### [Exercise directions]
Show each line of the records below where the word "names" occurs.

[Entries taken from a collection]
—————

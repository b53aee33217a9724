//! Recast WASM - WebAssembly bindings for Recast
//!
//! This crate exposes the recast-core conversion pipeline to JavaScript and
//! TypeScript. Output bytes are published as object URLs that the page can
//! use for previews and downloads.
//!
//! # Module Structure
//!
//! - `convert` - The `Converter` class: format conversion, size-targeted
//!   compression and object URL lifecycle
//! - `format` - Stateless helpers (dimension preview, format detection,
//!   download names)
//! - `resource` - Object URL backend for the core resource manager
//! - `types` - WASM-compatible wrapper types for results
//!
//! # Usage
//!
//! ```typescript
//! import init, { Converter } from '@recast/wasm';
//!
//! // Initialize WASM module (must call first)
//! await init();
//!
//! const converter = new Converter();
//! const bytes = new Uint8Array(await file.arrayBuffer());
//! const result = converter.convertFormat(bytes, file.name, file.type, 'webp');
//! console.log(`${result.originalSize} -> ${result.convertedSize} bytes`);
//! ```
//!
//! Call this from a Web Worker; conversions run synchronously.

use wasm_bindgen::prelude::*;

mod convert;
mod format;
mod resource;
mod types;

// Re-export public types
pub use convert::JsConverter;
pub use format::{compute_dimensions, detect_format, output_file_name};
pub use resource::BrowserBackend;
pub use types::{JsConversionResult, JsDimensions};

/// Initialize the WASM module (called automatically on load)
#[wasm_bindgen(start)]
pub fn init() {}

/// Get the version of the WASM module
#[wasm_bindgen]
pub fn version() -> String {
    env!("CARGO_PKG_VERSION").to_string()
}

#[cfg(test)]
mod tests {
    use super::*;

    #[test]
    fn test_version() {
        assert!(!version().is_empty());
    }
}
//! Source and output format model.
//!
//! Maps between MIME types, file extensions and the formats the pipeline
//! can decode from and encode to.

use std::fmt;
use std::str::FromStr;

use serde::{Deserialize, Serialize};

/// Formats accepted by the decode adapter.
#[derive(Debug, Clone, Copy, PartialEq, Eq, Hash, Serialize, Deserialize)]
#[serde(rename_all = "lowercase")]
pub enum SourceFormat {
    Png,
    Jpeg,
    WebP,
    Gif,
    /// HEIC/HEIF. Recognised, but there is no encoder for it.
    Heic,
}

impl SourceFormat {
    /// Detect the format from the leading bytes of a file.
    pub fn sniff(bytes: &[u8]) -> Option<Self> {
        if bytes.starts_with(b"\x89PNG\r\n\x1a\n") {
            return Some(SourceFormat::Png);
        }
        if bytes.starts_with(&[0xFF, 0xD8, 0xFF]) {
            return Some(SourceFormat::Jpeg);
        }
        if bytes.len() >= 12 && &bytes[0..4] == b"RIFF" && &bytes[8..12] == b"WEBP" {
            return Some(SourceFormat::WebP);
        }
        if bytes.starts_with(b"GIF87a") || bytes.starts_with(b"GIF89a") {
            return Some(SourceFormat::Gif);
        }
        if is_heif_container(bytes) {
            return Some(SourceFormat::Heic);
        }
        None
    }

    /// Parse a MIME type such as `image/jpeg`. Parameters are ignored.
    pub fn from_mime(mime: &str) -> Option<Self> {
        let essence = mime.split(';').next().unwrap_or("").trim();
        match essence.to_ascii_lowercase().as_str() {
            "image/png" => Some(SourceFormat::Png),
            "image/jpeg" | "image/jpg" | "image/pjpeg" => Some(SourceFormat::Jpeg),
            "image/webp" => Some(SourceFormat::WebP),
            "image/gif" => Some(SourceFormat::Gif),
            "image/heic" | "image/heif" | "image/heic-sequence" | "image/heif-sequence" => {
                Some(SourceFormat::Heic)
            }
            _ => None,
        }
    }

    /// Parse a file extension, with or without the leading dot.
    pub fn from_extension(ext: &str) -> Option<Self> {
        match ext.trim_start_matches('.').to_ascii_lowercase().as_str() {
            "png" => Some(SourceFormat::Png),
            "jpg" | "jpeg" | "jpe" | "jfif" => Some(SourceFormat::Jpeg),
            "webp" => Some(SourceFormat::WebP),
            "gif" => Some(SourceFormat::Gif),
            "heic" | "heif" => Some(SourceFormat::Heic),
            _ => None,
        }
    }

    /// Derive the format from a file name's extension.
    pub fn from_file_name(name: &str) -> Option<Self> {
        let (_, ext) = name.rsplit_once('.')?;
        Self::from_extension(ext)
    }

    /// The output format with the same container, if the pipeline can encode it.
    pub fn as_output(self) -> Option<OutputFormat> {
        match self {
            SourceFormat::Png => Some(OutputFormat::Png),
            SourceFormat::Jpeg => Some(OutputFormat::Jpeg),
            SourceFormat::WebP => Some(OutputFormat::WebP),
            SourceFormat::Gif | SourceFormat::Heic => None,
        }
    }

    pub fn mime_type(self) -> &'static str {
        match self {
            SourceFormat::Png => "image/png",
            SourceFormat::Jpeg => "image/jpeg",
            SourceFormat::WebP => "image/webp",
            SourceFormat::Gif => "image/gif",
            SourceFormat::Heic => "image/heic",
        }
    }
}

/// ISO-BMFF `ftyp` box carrying a HEIF brand.
///
/// AVIF shares the generic `mif1`/`msf1` brands, so a file that lists
/// `avif` or `avis` anywhere in the box is not HEIC.
fn is_heif_container(bytes: &[u8]) -> bool {
    if bytes.len() < 12 || &bytes[4..8] != b"ftyp" {
        return false;
    }
    let box_len = u32::from_be_bytes([bytes[0], bytes[1], bytes[2], bytes[3]]) as usize;
    let end = box_len.clamp(12, bytes.len());
    let compatible = bytes.get(16..end).unwrap_or_default();
    let brands = || std::iter::once(&bytes[8..12]).chain(compatible.chunks_exact(4));

    if brands().any(|b| b == b"avif" || b == b"avis") {
        return false;
    }
    brands().any(|b| {
        matches!(
            b,
            b"heic" | b"heix" | b"hevc" | b"hevx" | b"heim" | b"heis" | b"mif1" | b"msf1"
        )
    })
}

/// Formats the encode adapter can produce.
#[derive(Debug, Clone, Copy, PartialEq, Eq, Hash, Default, Serialize, Deserialize)]
#[serde(rename_all = "lowercase")]
pub enum OutputFormat {
    Png,
    #[default]
    Jpeg,
    WebP,
}

impl OutputFormat {
    pub const ALL: [OutputFormat; 3] = [OutputFormat::Png, OutputFormat::Jpeg, OutputFormat::WebP];

    pub fn mime_type(self) -> &'static str {
        match self {
            OutputFormat::Png => "image/png",
            OutputFormat::Jpeg => "image/jpeg",
            OutputFormat::WebP => "image/webp",
        }
    }

    /// Canonical file extension, without the dot.
    pub fn extension(self) -> &'static str {
        match self {
            OutputFormat::Png => "png",
            OutputFormat::Jpeg => "jpg",
            OutputFormat::WebP => "webp",
        }
    }

    /// Whether the quality parameter changes the encoded output.
    pub fn is_lossy(self) -> bool {
        matches!(self, OutputFormat::Jpeg | OutputFormat::WebP)
    }

    /// Whether the format can store an alpha channel.
    pub fn supports_alpha(self) -> bool {
        !matches!(self, OutputFormat::Jpeg)
    }

    /// Quality used when the caller does not pass one.
    pub fn default_quality(self) -> f64 {
        match self {
            OutputFormat::Jpeg => 0.92,
            OutputFormat::WebP => 0.8,
            OutputFormat::Png => 1.0,
        }
    }
}

impl fmt::Display for OutputFormat {
    fn fmt(&self, f: &mut fmt::Formatter<'_>) -> fmt::Result {
        let name = match self {
            OutputFormat::Png => "png",
            OutputFormat::Jpeg => "jpeg",
            OutputFormat::WebP => "webp",
        };
        f.write_str(name)
    }
}

/// Error returned when a string names no known output format.
#[derive(Debug, Clone, PartialEq, Eq, thiserror::Error)]
#[error("Unsupported output format: {0}")]
pub struct UnknownFormat(pub String);

impl FromStr for OutputFormat {
    type Err = UnknownFormat;

    /// Accepts a bare name (`webp`), an extension (`.jpg`) or a MIME type.
    fn from_str(s: &str) -> Result<Self, Self::Err> {
        let parsed = if s.contains('/') {
            SourceFormat::from_mime(s)
        } else {
            SourceFormat::from_extension(s)
        };
        parsed
            .and_then(SourceFormat::as_output)
            .ok_or_else(|| UnknownFormat(s.to_string()))
    }
}

/// Name for a converted file: the original stem with the new extension.
///
/// `holiday.png` becomes `holiday.webp`; a name with no stem becomes
/// `image.<ext>`.
pub fn output_file_name(original: &str, format: OutputFormat) -> String {
    // Keep only the last path component; uploads sometimes carry a path.
    let base = original.rsplit(['/', '\\']).next().unwrap_or(original);
    let stem = match base.rsplit_once('.') {
        Some((stem, _)) => stem,
        None => base,
    };
    let stem = stem.trim();
    let stem = if stem.is_empty() { "image" } else { stem };
    format!("{}.{}", stem, format.extension())
}

#[cfg(test)]
mod tests {
    use super::*;

    #[test]
    fn test_sniff_signatures() {
        assert_eq!(
            SourceFormat::sniff(b"\x89PNG\r\n\x1a\n\0\0\0\rIHDR"),
            Some(SourceFormat::Png)
        );
        assert_eq!(
            SourceFormat::sniff(&[0xFF, 0xD8, 0xFF, 0xE0]),
            Some(SourceFormat::Jpeg)
        );
        assert_eq!(
            SourceFormat::sniff(b"RIFF\x10\0\0\0WEBPVP8L"),
            Some(SourceFormat::WebP)
        );
        assert_eq!(SourceFormat::sniff(b"GIF89a\x01\0"), Some(SourceFormat::Gif));
        assert_eq!(
            SourceFormat::sniff(b"\0\0\0\x18ftypheic\0\0\0\0"),
            Some(SourceFormat::Heic)
        );
        assert_eq!(
            SourceFormat::sniff(b"\0\0\0\x18ftypmif1\0\0\0\0"),
            Some(SourceFormat::Heic)
        );
    }

    #[test]
    fn test_sniff_unknown() {
        assert_eq!(SourceFormat::sniff(&[]), None);
        assert_eq!(SourceFormat::sniff(b"hello world"), None);
        // MP4 is ISO-BMFF too, but not HEIF
        assert_eq!(SourceFormat::sniff(b"\0\0\0\x18ftypisom\0\0\0\0"), None);
    }

    #[test]
    fn test_sniff_avif_is_not_heic() {
        assert_eq!(
            SourceFormat::sniff(b"\0\0\0\x18ftypmif1\0\0\0\0mif1avif"),
            None
        );
        assert_eq!(
            SourceFormat::sniff(b"\0\0\0\x14ftypavif\0\0\0\0mif1"),
            None
        );
        assert_eq!(
            SourceFormat::sniff(b"\0\0\0\x18ftypmif1\0\0\0\0mif1heic"),
            Some(SourceFormat::Heic)
        );
    }

    #[test]
    fn test_from_mime() {
        assert_eq!(SourceFormat::from_mime("image/jpeg"), Some(SourceFormat::Jpeg));
        assert_eq!(SourceFormat::from_mime("IMAGE/JPG"), Some(SourceFormat::Jpeg));
        assert_eq!(
            SourceFormat::from_mime("image/png; charset=binary"),
            Some(SourceFormat::Png)
        );
        assert_eq!(SourceFormat::from_mime("image/heif"), Some(SourceFormat::Heic));
        assert_eq!(SourceFormat::from_mime("image/svg+xml"), None);
        assert_eq!(SourceFormat::from_mime(""), None);
    }

    #[test]
    fn test_from_file_name() {
        assert_eq!(
            SourceFormat::from_file_name("IMG_0001.HEIC"),
            Some(SourceFormat::Heic)
        );
        assert_eq!(
            SourceFormat::from_file_name("photo.final.jpeg"),
            Some(SourceFormat::Jpeg)
        );
        assert_eq!(SourceFormat::from_file_name("README"), None);
    }

    #[test]
    fn test_as_output() {
        assert_eq!(SourceFormat::Png.as_output(), Some(OutputFormat::Png));
        assert_eq!(SourceFormat::WebP.as_output(), Some(OutputFormat::WebP));
        assert_eq!(SourceFormat::Gif.as_output(), None);
        assert_eq!(SourceFormat::Heic.as_output(), None);
    }

    #[test]
    fn test_output_format_from_str() {
        assert_eq!("webp".parse::<OutputFormat>(), Ok(OutputFormat::WebP));
        assert_eq!(".JPG".parse::<OutputFormat>(), Ok(OutputFormat::Jpeg));
        assert_eq!("image/png".parse::<OutputFormat>(), Ok(OutputFormat::Png));
        assert!("heic".parse::<OutputFormat>().is_err());
        assert!("image/gif".parse::<OutputFormat>().is_err());
        assert!("bmp".parse::<OutputFormat>().is_err());
    }

    #[test]
    fn test_lossy_formats() {
        assert!(OutputFormat::Jpeg.is_lossy());
        assert!(OutputFormat::WebP.is_lossy());
        assert!(!OutputFormat::Png.is_lossy());
        for format in OutputFormat::ALL {
            assert_eq!(format.is_lossy(), format.default_quality() < 1.0);
        }
    }

    #[test]
    fn test_output_file_name() {
        assert_eq!(output_file_name("holiday.png", OutputFormat::WebP), "holiday.webp");
        assert_eq!(output_file_name("a.b.c.jpeg", OutputFormat::Png), "a.b.c.png");
        assert_eq!(output_file_name("scan", OutputFormat::Jpeg), "scan.jpg");
        assert_eq!(output_file_name("", OutputFormat::Jpeg), "image.jpg");
        assert_eq!(output_file_name(".png", OutputFormat::Jpeg), "image.jpg");
        assert_eq!(
            output_file_name("C:\\Users\\me\\cat.gif", OutputFormat::Png),
            "cat.png"
        );
    }

    #[test]
    fn test_display() {
        assert_eq!(OutputFormat::Jpeg.to_string(), "jpeg");
        assert_eq!(OutputFormat::WebP.to_string(), "webp");
    }
}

—————

### [Exercise solution]
//!   download names)
/// Error returned when a string names no known output format.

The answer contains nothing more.